EXERCISE DESCRIPTION – Produce an exact copy of the lines below, starting at the first and ending with the line containing "and the caller".

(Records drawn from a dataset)
use std::sync::atomic::{AtomicU64, Ordering};
use std::sync::Arc;
use std::time::Duration;

use tracing::info;

use crate::assemble::Assembler;
use crate::channel::Page;
use crate::config::PipelineConfig;
use crate::error::ResolveError;
use crate::fetcher::SourceFetcher;
use crate::normalize::Normalizer;
use crate::provider::{default_providers, FeedTransport, HttpTransport, ProviderSpec};

/// Entry point for resolutions. One resolver serves many selections; each
/// `open` call runs the full fetch → normalize → assemble pipeline and
/// yields an independent session.
///
/// The generation counter implements last-selection-wins: opening a new
/// selection supersedes every session opened before it, and the caller
/// checks [`Resolver::is_current`] before applying a completion that may
/// have raced a newer selection. A stale session's result must be dropped,
/// never partially applied.
pub struct Resolver {
    fetcher: SourceFetcher,
    config: PipelineConfig,
    generation: AtomicU64,
}

impl Resolver {
    /// Resolver over HTTP with the default provider table.
    pub fn new(config: PipelineConfig) -> anyhow::Result<Self> {
        let transport = HttpTransport::new(Duration::from_secs(config.request_timeout_secs))?;
        Ok(Self::with_transport(config, Arc::new(transport), default_providers()))
    }

    pub fn with_transport(
        config: PipelineConfig,
        transport: Arc<dyn FeedTransport>,
        providers: Vec<ProviderSpec>,
    ) -> Self {
        Self {
            fetcher: SourceFetcher::new(transport, providers),
            config,
            generation: AtomicU64::new(0),
        }
    }

    /// Resolve a selection key into a fresh session. Supersedes all prior
    /// sessions even when this resolution ends in a failure (the newer
    /// selection is what the user last asked for).
    pub async fn open(&self, selection_key: &str) -> Result<ChannelSession, ResolveError> {
        let generation = self.generation.fetch_add(1, Ordering::AcqRel) + 1;

        let feed = self.fetcher.fetch(selection_key).await?;
        let normalizer = Normalizer::new(&feed.provider, self.config.display_name_budget);

        let mut assembler = Assembler::new().with_alphabetical(self.config.alphabetical);
        assembler.extend(
            feed.records
                .iter()
                .enumerate()
                .filter_map(|(ordinal, record)| normalizer.normalize(record, ordinal)),
        );

        if assembler.is_empty() {
            return Err(ResolveError::EmptyResult {
                key: selection_key.trim().to_lowercase(),
            });
        }

        info!(
            "Resolved \"{}\" via {}: {} channels after dedup",
            selection_key,
            feed.provider,
            assembler.len()
        );

        Ok(ChannelSession {
            key: selection_key.trim().to_lowercase(),
            provider: feed.provider,
            assembler,
            generation,
            page_size: self.config.page_size,
        })
    }

    /// Whether this session is still the latest selection. Callers drop
    /// results from sessions that are no longer current.
    pub fn is_current(&self, session: &ChannelSession) -> bool {
        self.generation.load(Ordering::Acquire) == session.generation
    }

    /// Re-fetch the session's key and fold new candidates in. Global dedup
    /// silently absorbs everything already seen, so repeats are cheap and
    /// ordering of the existing sequence never changes.
    pub async fn refresh(&self, session: &mut ChannelSession) -> Result<(), ResolveError> {
        let feed = self.fetcher.fetch(&session.key).await?;
        let normalizer = Normalizer::new(&feed.provider, self.config.display_name_budget);
        session.assembler.extend(
            feed.records
                .iter()
                .enumerate()
                .filter_map(|(ordinal, record)| normalizer.normalize(record, ordinal)),
        );
        Ok(())
    }
}

/// One selection's accumulated, deduplicated channel list.
#[derive(Debug)]
pub struct ChannelSession {
    key: String,
    provider: String,
    assembler: Assembler,
    generation: u64,
    page_size: usize,
}

impl ChannelSession {
    pub fn key(&self) -> &str {
        &self.key
    }

    /// Provider the list was (first) resolved from.
    pub fn provider(&self) -> &str {
        &self.provider
    }

    pub fn channel_count(&self) -> usize {
        self.assembler.len()
    }

    pub fn page(&self, index: usize) -> Page {
        self.assembler.page(index, self.page_size)
    }
}

#[cfg(test)]
mod tests {
    use super::*;
    use crate::provider::{FeedResponse, ResponseShape};
    use async_trait::async_trait;

    struct Fixed {
        body: String,
    }

    #[async_trait]
    impl FeedTransport for Fixed {
        async fn get(&self, _url: &str) -> anyhow::Result<FeedResponse> {
            Ok(FeedResponse { status: 200, body: self.body.clone() })
        }
    }

    fn resolver(body: &str, config: PipelineConfig) -> Resolver {
        Resolver::with_transport(
            config,
            Arc::new(Fixed { body: body.to_string() }),
            vec![ProviderSpec {
                key: "test",
                endpoint: "https://test.example/{key}.json",
                shape: ResponseShape::JsonArray,
            }],
        )
    }

    #[tokio::test]
    async fn newer_selection_supersedes_older_session() {
        let r = resolver(r#"[{"name":"x","url":"https://x"}]"#, PipelineConfig::default());
        let first = r.open("de").await.unwrap();
        assert!(r.is_current(&first));

        let second = r.open("fr").await.unwrap();
        assert!(!r.is_current(&first));
        assert!(r.is_current(&second));
    }

    #[tokio::test]
    async fn refresh_accumulates_without_duplicating() {
        let r = resolver(
            r#"[{"name":"ARD","url":"https://a"},{"name":"ZDF","url":"https://b"}]"#,
            PipelineConfig::default(),
        );
        let mut session = r.open("de").await.unwrap();
        assert_eq!(session.channel_count(), 2);

        r.refresh(&mut session).await.unwrap();
        assert_eq!(session.channel_count(), 2);
    }

    #[tokio::test]
    async fn pages_use_the_configured_size() {
        let records: Vec<String> = (0..7)
            .map(|i| format!(r#"{{"name":"ch{i}","url":"https://{i}"}}"#))
            .collect();
        let body = format!("[{}]", records.join(","));
        let config = PipelineConfig { page_size: 4, ..PipelineConfig::default() };

        let r = resolver(&body, config);
        let session = r.open("de").await.unwrap();

        let first = session.page(0);
        assert_eq!(first.channels.len(), 4);
        assert!(first.has_more);

        let second = session.page(1);
        assert_eq!(second.channels.len(), 3);
        assert!(!second.has_more);
    }
}
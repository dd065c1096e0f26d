use std::time::Duration;

use anyhow::Result;
use async_trait::async_trait;
use serde_json::Value;

use crate::m3u;

/// How a provider shapes its response body.
#[derive(Debug, Clone, Copy, PartialEq, Eq)]
pub enum ResponseShape {
    /// JSON array of channel-shaped objects.
    JsonArray,
    /// Raw M3U playlist text.
    M3uPlaylist,
}

/// Static descriptor of one upstream feed provider. The table of these is
/// the fallback chain, consulted in order; it is not runtime-configurable.
#[derive(Debug, Clone)]
pub struct ProviderSpec {
    pub key: &'static str,
    /// Endpoint template; `{key}` is replaced by the lowercased selection key.
    pub endpoint: &'static str,
    pub shape: ResponseShape,
}

impl ProviderSpec {
    pub fn request_url(&self, selection_key: &str) -> String {
        self.endpoint.replace("{key}", selection_key)
    }

    /// Parse a response body into raw records, or None if the body does not
    /// match this provider's declared shape.
    pub fn parse(&self, body: &str) -> Option<Vec<Value>> {
        match self.shape {
            ResponseShape::JsonArray => match serde_json::from_str::<Value>(body) {
                Ok(Value::Array(records)) => Some(records),
                _ => None,
            },
            ResponseShape::M3uPlaylist => {
                if !m3u::looks_like_m3u(body) {
                    return None;
                }
                Some(m3u::parse(body))
            }
        }
    }
}

/// Default fallback chain, mirroring the sources the front-end uses: the
/// TVGarden raw country feed first, then the iptv-org playlists (per
/// country, then per category — a key of the wrong kind 404s and falls
/// through).
pub fn default_providers() -> Vec<ProviderSpec> {
    vec![
        ProviderSpec {
            key: "tvgarden",
            endpoint:
                "https://raw.githubusercontent.com/TVGarden/tv-garden-channel-list/main/channels/raw/countries/{key}.json",
            shape: ResponseShape::JsonArray,
        },
        ProviderSpec {
            key: "iptv-org-countries",
            endpoint: "https://iptv-org.github.io/iptv/countries/{key}.m3u",
            shape: ResponseShape::M3uPlaylist,
        },
        ProviderSpec {
            key: "iptv-org-categories",
            endpoint: "https://iptv-org.github.io/iptv/categories/{key}.m3u",
            shape: ResponseShape::M3uPlaylist,
        },
    ]
}

/// A provider's raw HTTP answer, status and body only. The pipeline never
/// needs headers or streaming.
#[derive(Debug, Clone)]
pub struct FeedResponse {
    pub status: u16,
    pub body: String,
}

impl FeedResponse {
    pub fn is_success(&self) -> bool {
        (200..300).contains(&self.status)
    }
}

/// Transport seam for provider requests. The reqwest client lives behind
/// this so the fallback chain is testable without a network.
#[async_trait]
pub trait FeedTransport: Send + Sync {
    /// Errors here are transport-level (connect failure, timeout); HTTP
    /// error statuses come back as a normal response.
    async fn get(&self, url: &str) -> Result<FeedResponse>;
}

/// reqwest-backed transport with the per-request timeout the pipeline
/// itself does not enforce.
pub struct HttpTransport {
    client: reqwest::Client,
}

impl HttpTransport {
    pub fn new(timeout: Duration) -> Result<Self> {
        let client = reqwest::Client::builder().timeout(timeout).build()?;
        Ok(Self { client })
    }
}

#[async_trait]
impl FeedTransport for HttpTransport {
    async fn get(&self, url: &str) -> Result<FeedResponse> {
        let resp = self.client.get(url).send().await?;
        let status = resp.status().as_u16();
        let body = resp.text().await?;
        Ok(FeedResponse { status, body })
    }
}
use std::path::PathBuf;

use anyhow::{Context, Result};
use async_trait::async_trait;
use serde::{Deserialize, Serialize};
use tokio::sync::RwLock;

use crate::channel::Channel;

/// What survives of a channel once favorited. Everything else is
/// re-resolved on the next visit.
#[derive(Debug, Clone, PartialEq, Eq, Serialize, Deserialize)]
pub struct FavoriteEntry {
    pub id: String,
    pub name: String,
}

impl From<&Channel> for FavoriteEntry {
    fn from(channel: &Channel) -> Self {
        Self {
            id: channel.id.clone(),
            name: channel.name.clone(),
        }
    }
}

/// Small persisted favorites set, keyed by channel id. Reads and writes are
/// serialized in invocation order; insertion order is kept for display.
#[async_trait]
pub trait FavoritesStore: Send + Sync {
    async fn add(&self, entry: FavoriteEntry) -> Result<()>;
    async fn remove(&self, id: &str) -> Result<()>;
    async fn contains(&self, id: &str) -> bool;
    async fn all(&self) -> Vec<FavoriteEntry>;
}

/// Ephemeral store for hosts whose storage layer lives elsewhere.
#[derive(Default)]
pub struct MemoryFavorites {
    entries: RwLock<Vec<FavoriteEntry>>,
}

impl MemoryFavorites {
    pub fn new() -> Self {
        Self::default()
    }
}

#[async_trait]
impl FavoritesStore for MemoryFavorites {
    async fn add(&self, entry: FavoriteEntry) -> Result<()> {
        let mut entries = self.entries.write().await;
        if !entries.iter().any(|e| e.id == entry.id) {
            entries.push(entry);
        }
        Ok(())
    }

    async fn remove(&self, id: &str) -> Result<()> {
        self.entries.write().await.retain(|e| e.id != id);
        Ok(())
    }

    async fn contains(&self, id: &str) -> bool {
        self.entries.read().await.iter().any(|e| e.id == id)
    }

    async fn all(&self) -> Vec<FavoriteEntry> {
        self.entries.read().await.clone()
    }
}

/// Write-through JSON file store; survives across sessions.
pub struct JsonFavorites {
    path: PathBuf,
    entries: RwLock<Vec<FavoriteEntry>>,
}

impl JsonFavorites {
    /// Open (or create) the favorites file. A missing file is an empty set;
    /// a corrupt file is an error rather than silent data loss.
    pub async fn open(path: impl AsRef<std::path::Path>) -> Result<Self> {
        let path = path.as_ref().to_path_buf();
        let entries = match tokio::fs::read(&path).await {
            Ok(bytes) => serde_json::from_slice(&bytes)
                .with_context(|| format!("corrupt favorites file {}", path.display()))?,
            Err(e) if e.kind() == std::io::ErrorKind::NotFound => Vec::new(),
            Err(e) => return Err(e).context("reading favorites file"),
        };
        Ok(Self {
            path,
            entries: RwLock::new(entries),
        })
    }

    async fn persist(&self, entries: &[FavoriteEntry]) -> Result<()> {
        let json = serde_json::to_vec_pretty(entries)?;
        tokio::fs::write(&self.path, json)
            .await
            .with_context(|| format!("writing favorites file {}", self.path.display()))
    }
}

#[async_trait]
impl FavoritesStore for JsonFavorites {
    async fn add(&self, entry: FavoriteEntry) -> Result<()> {
        // Hold the write lock across the file write so operations land in
        // invocation order.
        let mut entries = self.entries.write().await;
        if !entries.iter().any(|e| e.id == entry.id) {
            entries.push(entry);
            self.persist(&entries).await?;
        }
        Ok(())
    }

    async fn remove(&self, id: &str) -> Result<()> {
        let mut entries = self.entries.write().await;
        let before = entries.len();
        entries.retain(|e| e.id != id);
        if entries.len() != before {
            self.persist(&entries).await?;
        }
        Ok(())
    }

    async fn contains(&self, id: &str) -> bool {
        self.entries.read().await.iter().any(|e| e.id == id)
    }

    async fn all(&self) -> Vec<FavoriteEntry> {
        self.entries.read().await.clone()
    }
}
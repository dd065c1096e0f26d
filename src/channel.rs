use serde::{Deserialize, Serialize};

/// Canonical channel record, independent of which provider it came from.
///
/// `name` is the cleaned display name (see [`crate::normalize`]); `raw_name`
/// keeps the provider's original string for tooltips and accessibility.
#[derive(Debug, Clone, PartialEq, Eq, Serialize, Deserialize)]
pub struct Channel {
    pub id: String,
    pub name: String,
    pub raw_name: String,
    pub url: String,
    #[serde(default, skip_serializing_if = "Option::is_none")]
    pub source_category: Option<String>,
    #[serde(default, skip_serializing_if = "Option::is_none")]
    pub country: Option<String>,
    #[serde(default, skip_serializing_if = "Option::is_none")]
    pub language: Option<String>,
    #[serde(default, skip_serializing_if = "Option::is_none")]
    pub logo: Option<String>,
}

impl Channel {
    /// Identity used for deduplication: two records with the same cleaned
    /// name and the same stream URL are the same channel.
    pub fn dedup_key(&self) -> (String, String) {
        (self.name.clone(), self.url.clone())
    }
}

/// One page of a resolution result.
#[derive(Debug, Clone, PartialEq, Serialize, Deserialize)]
pub struct Page {
    pub channels: Vec<Channel>,
    /// Page index this slice was produced for.
    pub index: usize,
    /// True when the deduplicated sequence extends past this slice.
    pub has_more: bool,
}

TASK RESULT –
use std::sync::atomic::{AtomicU64, Ordering};
use std::sync::Arc;
use std::time::Duration;

use tracing::info;

use crate::assemble::Assembler;
use crate::channel::Page;
use crate::config::PipelineConfig;
use crate::error::ResolveError;
use crate::fetcher::SourceFetcher;
use crate::normalize::Normalizer;
use crate::provider::{default_providers, FeedTransport, HttpTransport, ProviderSpec};

/// Entry point for resolutions. One resolver serves many selections; each
/// `open` call runs the full fetch → normalize → assemble pipeline and
/// yields an independent session.
///
/// The generation counter implements last-selection-wins: opening a new
/// selection supersedes every session opened before it, and the caller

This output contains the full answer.